Qing Xie, of the Children’s Hospital of Fudan University in Shanghai, and colleagues used a computer simulation model to project health outcomes among a cohort of patients with chronic HBV based upon age-specific prevalence of HBsAg, HBeAg and cirrhosis.
Inactive chronic HBV carriers make up the largest group of infected patients, so Xie and colleagues examined the population health impact and cost-effectiveness of a strategy consisting lifelong monitoring for inactive chronic HBV and treatment.
They simulated disease progression through a series of health states and then compared current practice with the monitor and treat strategy, based on an estimated 1.5 million cases of chronic HBV in Shanghai during the study period.
The researchers measured lifetime costs and quality adjusted life years (QALYs), incremental cost-effectiveness ratios (ICERs) and clinical outcomes, such as development of hepatocellular carcinoma (HCC).
If adherence levels were roughly 35% consistent with current patterns, the estimated cost-effective ratio for lifelong HBV monitoring would be $2,996 per QALYs gained when compared with current practice, the researchers found.

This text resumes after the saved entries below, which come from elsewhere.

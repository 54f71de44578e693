//! Configuration, layered CLI flags > env vars > `cardigan.toml` > compiled
//! defaults. Each layer only overrides fields it actually sets; the merge
//! happens field-by-field in `build_config`, the same shape the teacher used
//! for its pipeline config.

use anyhow::{Context, Result};
use serde::{Deserialize, Serialize};
use std::collections::HashMap;
use std::path::{Path, PathBuf};

#[derive(Debug, Clone, Serialize, Deserialize)]
pub struct TierConfig {
    pub label: String,
    pub model: String,
    pub max_cost_per_1k_tokens: f64,
}

#[derive(Debug, Clone, Serialize, Deserialize)]
pub struct DurationThreshold {
    pub after_minutes: f64,
    pub min_tier_index: u32,
}

/// §6 `[routing]`: tier ladder, phase pins, duration-based floors.
#[derive(Debug, Clone, Serialize, Deserialize)]
pub struct RoutingConfig {
    pub tiers: Vec<TierConfig>,
    pub phase_base_tiers: HashMap<String, u32>,
    pub duration_thresholds: Vec<DurationThreshold>,
}

impl Default for RoutingConfig {
    fn default() -> Self {
        let mut phase_base_tiers = HashMap::new();
        phase_base_tiers.insert("manager".to_string(), 2);
        RoutingConfig {
            tiers: vec![
                TierConfig { label: "fast".into(), model: "gpt-4o-mini".into(), max_cost_per_1k_tokens: 0.01 },
                TierConfig { label: "standard".into(), model: "gpt-4o".into(), max_cost_per_1k_tokens: 0.05 },
                TierConfig { label: "premium".into(), model: "gpt-4.1".into(), max_cost_per_1k_tokens: 0.20 },
            ],
            phase_base_tiers,
            duration_thresholds: vec![
                DurationThreshold { after_minutes: 5.0, min_tier_index: 1 },
                DurationThreshold { after_minutes: 15.0, min_tier_index: 2 },
            ],
        }
    }
}

/// §6 `[worker]`: pool sizing and timing.
#[derive(Debug, Clone, Serialize, Deserialize)]
pub struct WorkerConfig {
    pub max_concurrent_jobs: usize,
    pub poll_interval_seconds: u64,
    pub heartbeat_interval_seconds: u64,
    pub stale_threshold_multiplier: u64,
    pub max_tier_escalations: u32,
    pub recovery_budget: u32,
}

impl Default for WorkerConfig {
    fn default() -> Self {
        WorkerConfig {
            max_concurrent_jobs: 4,
            poll_interval_seconds: 5,
            heartbeat_interval_seconds: 15,
            stale_threshold_multiplier: 3,
            max_tier_escalations: 10,
            recovery_budget: 3,
        }
    }
}

/// §6 `[safety]`: guardrails the LLM client enforces on every call.
#[derive(Debug, Clone, Serialize, Deserialize)]
pub struct SafetyConfig {
    pub model_allowlist: Vec<String>,
    pub max_cost_per_1k_tokens: f64,
    pub run_cost_cap: f64,
}

impl Default for SafetyConfig {
    fn default() -> Self {
        SafetyConfig {
            model_allowlist: vec![
                "gpt-4o-mini".to_string(),
                "gpt-4o".to_string(),
                "gpt-4.1".to_string(),
            ],
            max_cost_per_1k_tokens: 0.25,
            run_cost_cap: 5.0,
        }
    }
}

/// §6 `[providers]`: where to reach the LLM backend(s).
#[derive(Debug, Clone, Serialize, Deserialize)]
pub struct ProvidersConfig {
    pub base_url: String,
    pub api_key_env: String,
    pub request_timeout_secs: u64,
}

impl Default for ProvidersConfig {
    fn default() -> Self {
        ProvidersConfig {
            base_url: "https://api.openai.com/v1".to_string(),
            api_key_env: "CARDIGAN_LLM_API_KEY".to_string(),
            request_timeout_secs: 120,
        }
    }
}

#[derive(Debug, Clone, Serialize, Deserialize, Default)]
pub struct CardiganConfig {
    pub routing: RoutingConfig,
    pub worker: WorkerConfig,
    pub safety: SafetyConfig,
    pub providers: ProvidersConfig,
    pub db_path: PathBuf,
    pub prompts_dir: PathBuf,
    pub api_bind: String,
}

/// File-level TOML shape: every field optional so a partial `cardigan.toml`
/// only overrides what it names, mirroring the teacher's `load_toml_config`.
#[derive(Debug, Deserialize, Default)]
struct FileConfig {
    routing: Option<RoutingConfig>,
    worker: Option<PartialWorkerConfig>,
    safety: Option<PartialSafetyConfig>,
    providers: Option<PartialProvidersConfig>,
    db_path: Option<PathBuf>,
    prompts_dir: Option<PathBuf>,
    api_bind: Option<String>,
}

#[derive(Debug, Deserialize, Default)]
struct PartialWorkerConfig {
    max_concurrent_jobs: Option<usize>,
    poll_interval_seconds: Option<u64>,
    heartbeat_interval_seconds: Option<u64>,
    stale_threshold_multiplier: Option<u64>,
    max_tier_escalations: Option<u32>,
    recovery_budget: Option<u32>,
}

#[derive(Debug, Deserialize, Default)]
struct PartialSafetyConfig {
    model_allowlist: Option<Vec<String>>,
    max_cost_per_1k_tokens: Option<f64>,
    run_cost_cap: Option<f64>,
}

#[derive(Debug, Deserialize, Default)]
struct PartialProvidersConfig {
    base_url: Option<String>,
    api_key_env: Option<String>,
    request_timeout_secs: Option<u64>,
}

/// CLI-supplied overrides; `None` means "not passed on the command line".
#[derive(Debug, Clone, Default)]
pub struct CliOverrides {
    pub db_path: Option<PathBuf>,
    pub prompts_dir: Option<PathBuf>,
    pub api_bind: Option<String>,
    pub max_concurrent_jobs: Option<usize>,
    pub run_cost_cap: Option<f64>,
}

fn load_toml_config(path: &Path) -> Result<FileConfig> {
    if !path.exists() {
        return Ok(FileConfig::default());
    }
    let text = std::fs::read_to_string(path)
        .with_context(|| format!("reading config file {}", path.display()))?;
    toml::from_str(&text).with_context(|| format!("parsing config file {}", path.display()))
}

fn apply_env_overrides(cfg: &mut CardiganConfig) {
    if let Ok(v) = std::env::var("CARDIGAN_DB_PATH") {
        cfg.db_path = PathBuf::from(v);
    }
    if let Ok(v) = std::env::var("CARDIGAN_PROMPTS_DIR") {
        cfg.prompts_dir = PathBuf::from(v);
    }
    if let Ok(v) = std::env::var("CARDIGAN_API_BIND") {
        cfg.api_bind = v;
    }
    if let Ok(v) = std::env::var("CARDIGAN_MAX_CONCURRENT_JOBS") {
        if let Ok(n) = v.parse() {
            cfg.worker.max_concurrent_jobs = n;
        }
    }
    if let Ok(v) = std::env::var("CARDIGAN_RUN_COST_CAP") {
        if let Ok(n) = v.parse() {
            cfg.safety.run_cost_cap = n;
        }
    }
    if let Ok(v) = std::env::var("CARDIGAN_PROVIDER_BASE_URL") {
        cfg.providers.base_url = v;
    }
}

fn apply_cli_overrides(cfg: &mut CardiganConfig, cli: &CliOverrides) {
    if let Some(ref v) = cli.db_path {
        cfg.db_path = v.clone();
    }
    if let Some(ref v) = cli.prompts_dir {
        cfg.prompts_dir = v.clone();
    }
    if let Some(ref v) = cli.api_bind {
        cfg.api_bind = v.clone();
    }
    if let Some(v) = cli.max_concurrent_jobs {
        cfg.worker.max_concurrent_jobs = v;
    }
    if let Some(v) = cli.run_cost_cap {
        cfg.safety.run_cost_cap = v;
    }
}

/// Build the merged configuration: CLI flags > env vars > `config_path` >
/// compiled defaults.
pub fn build_config(config_path: &Path, cli: &CliOverrides) -> Result<CardiganConfig> {
    let file = load_toml_config(config_path)?;

    let mut cfg = CardiganConfig {
        routing: file.routing.unwrap_or_default(),
        worker: WorkerConfig::default(),
        safety: SafetyConfig::default(),
        providers: ProvidersConfig::default(),
        db_path: PathBuf::from("cardigan.db"),
        prompts_dir: PathBuf::from("prompts"),
        api_bind: "127.0.0.1:8088".to_string(),
    };

    if let Some(w) = file.worker {
        if let Some(v) = w.max_concurrent_jobs {
            cfg.worker.max_concurrent_jobs = v;
        }
        if let Some(v) = w.poll_interval_seconds {
            cfg.worker.poll_interval_seconds = v;
        }
        if let Some(v) = w.heartbeat_interval_seconds {
            cfg.worker.heartbeat_interval_seconds = v;
        }
        if let Some(v) = w.stale_threshold_multiplier {
            cfg.worker.stale_threshold_multiplier = v;
        }
        if let Some(v) = w.max_tier_escalations {
            cfg.worker.max_tier_escalations = v;
        }
        if let Some(v) = w.recovery_budget {
            cfg.worker.recovery_budget = v;
        }
    }
    if let Some(s) = file.safety {
        if let Some(v) = s.model_allowlist {
            cfg.safety.model_allowlist = v;
        }
        if let Some(v) = s.max_cost_per_1k_tokens {
            cfg.safety.max_cost_per_1k_tokens = v;
        }
        if let Some(v) = s.run_cost_cap {
            cfg.safety.run_cost_cap = v;
        }
    }
    if let Some(p) = file.providers {
        if let Some(v) = p.base_url {
            cfg.providers.base_url = v;
        }
        if let Some(v) = p.api_key_env {
            cfg.providers.api_key_env = v;
        }
        if let Some(v) = p.request_timeout_secs {
            cfg.providers.request_timeout_secs = v;
        }
    }
    if let Some(v) = file.db_path {
        cfg.db_path = v;
    }
    if let Some(v) = file.prompts_dir {
        cfg.prompts_dir = v;
    }
    if let Some(v) = file.api_bind {
        cfg.api_bind = v;
    }

    apply_env_overrides(&mut cfg);
    apply_cli_overrides(&mut cfg, cli);

    Ok(cfg)
}

#[cfg(test)]
mod tests {
    use super::*;

    #[test]
    fn defaults_load_with_no_file() {
        let cfg = build_config(Path::new("/nonexistent/cardigan.toml"), &CliOverrides::default()).unwrap();
        assert_eq!(cfg.worker.max_concurrent_jobs, 4);
        assert!(!cfg.routing.tiers.is_empty());
    }

    #[test]
    fn cli_overrides_win_over_defaults() {
        let cli = CliOverrides {
            max_concurrent_jobs: Some(9),
            ..Default::default()
        };
        let cfg = build_config(Path::new("/nonexistent/cardigan.toml"), &cli).unwrap();
        assert_eq!(cfg.worker.max_concurrent_jobs, 9);
    }

    #[test]
    fn partial_toml_file_only_overrides_named_fields() {
        let dir = tempfile::tempdir().unwrap();
        let path = dir.path().join("cardigan.toml");
        std::fs::write(&path, "db_path = \"custom.db\"\n").unwrap();
        let cfg = build_config(&path, &CliOverrides::default()).unwrap();
        assert_eq!(cfg.db_path, PathBuf::from("custom.db"));
        assert_eq!(cfg.worker.max_concurrent_jobs, 4);
    }
}
//! Versioned artifact writing: copy-revisions and keyword reports saved
//! through the control API, plus archived manager-phase outputs. Each kind
//! gets its own `{base}_v{N}.md` sequence in the job's `project_path`,
//! scanned and incremented idempotently — calling save N times produces
//! exactly N files, v1..vN.

use crate::paths::sanitized_artifact_path;
use anyhow::Result;
use std::path::PathBuf;

#[derive(Debug, Clone, Copy, PartialEq, Eq)]
pub enum RevisionKind {
    CopyRevision,
    KeywordReport,
    ManagerOutput,
}

impl RevisionKind {
    fn base(&self) -> &'static str {
        match self {
            RevisionKind::CopyRevision => "copy_revision",
            RevisionKind::KeywordReport => "keyword_report",
            RevisionKind::ManagerOutput => "manager_output",
        }
    }

    pub fn from_str(s: &str) -> Option<Self> {
        match s {
            "copy" | "copy_revision" => Some(RevisionKind::CopyRevision),
            "keyword" | "keyword_report" => Some(RevisionKind::KeywordReport),
            other => {
                let _ = other;
                None
            }
        }
    }
}

/// Scan `project_path` for the highest existing `{base}_vN.md`, write the
/// next version, and return its path and version number.
pub fn save_revision(project_path: &str, kind: RevisionKind, content: &str) -> Result<(PathBuf, u32)> {
    let next = next_version(project_path, kind)?;
    let relative = format!("{}_v{next}.md", kind.base());
    let path = sanitized_artifact_path(project_path, &relative)?;
    std::fs::write(&path, content)?;
    Ok((path, next))
}

fn next_version(project_path: &str, kind: RevisionKind) -> Result<u32> {
    let dir = std::path::Path::new(project_path);
    std::fs::create_dir_all(dir)?;
    let prefix = format!("{}_v", kind.base());
    let mut max_version = 0u32;
    for entry in std::fs::read_dir(dir)?.flatten() {
        let Some(name) = entry.file_name().to_str().map(str::to_string) else { continue };
        let Some(rest) = name.strip_prefix(&prefix) else { continue };
        let Some(num_str) = rest.strip_suffix(".md") else { continue };
        if let Ok(n) = num_str.parse::<u32>() {
            max_version = max_version.max(n);
        }
    }
    Ok(max_version + 1)
}

#[cfg(test)]
mod tests {
    use super::*;

    #[test]
    fn save_revision_versions_are_strictly_increasing() {
        let dir = tempfile::tempdir().unwrap();
        let project_path = dir.path().to_str().unwrap();
        for expected in 1..=3u32 {
            let (path, version) = save_revision(project_path, RevisionKind::CopyRevision, "draft").unwrap();
            assert_eq!(version, expected);
            assert!(path.file_name().unwrap().to_str().unwrap().contains(&format!("_v{expected}.md")));
        }
    }

    #[test]
    fn different_kinds_version_independently() {
        let dir = tempfile::tempdir().unwrap();
        let project_path = dir.path().to_str().unwrap();
        save_revision(project_path, RevisionKind::CopyRevision, "a").unwrap();
        let (_, version) = save_revision(project_path, RevisionKind::KeywordReport, "b").unwrap();
        assert_eq!(version, 1);
    }
}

The expected cost of the monitor and treat strategy was $20,730 per patient and the QALY was 15.45. This translates into incremental costs and health benefits of $275 and 0.10 QALYs vs. current practice, and an incremental cost-effectiveness ratio of $2,996 per QALY gained.
However, the computer simulation model showed the model did not significantly decrease mortality from chronic hepatitis B or hepatocellular carcinoma.
Current monitor and treat strategies are estimated to reduce hepatocellular carcinoma and chronic HBV-associated mortality by only about 1%. But improving HBV monitoring and treatment strategies has the potential to reduce hepatocellular carcinoma 70% and chronic HBV-associated mortality by 83%, the researchers projected.
“Lifelong monitoring of inactive chronic [HBV] carriers is cost-effective in Shanghai according to typical benchmarks for value for money, but achieving substantial population-level health gains depends on identifying more chronic hepatitis B-infected cases in the population, and increasing rates of treatment, monitoring and treatment adherence.”
Disclosure: The researchers report no relevant financial disclosures.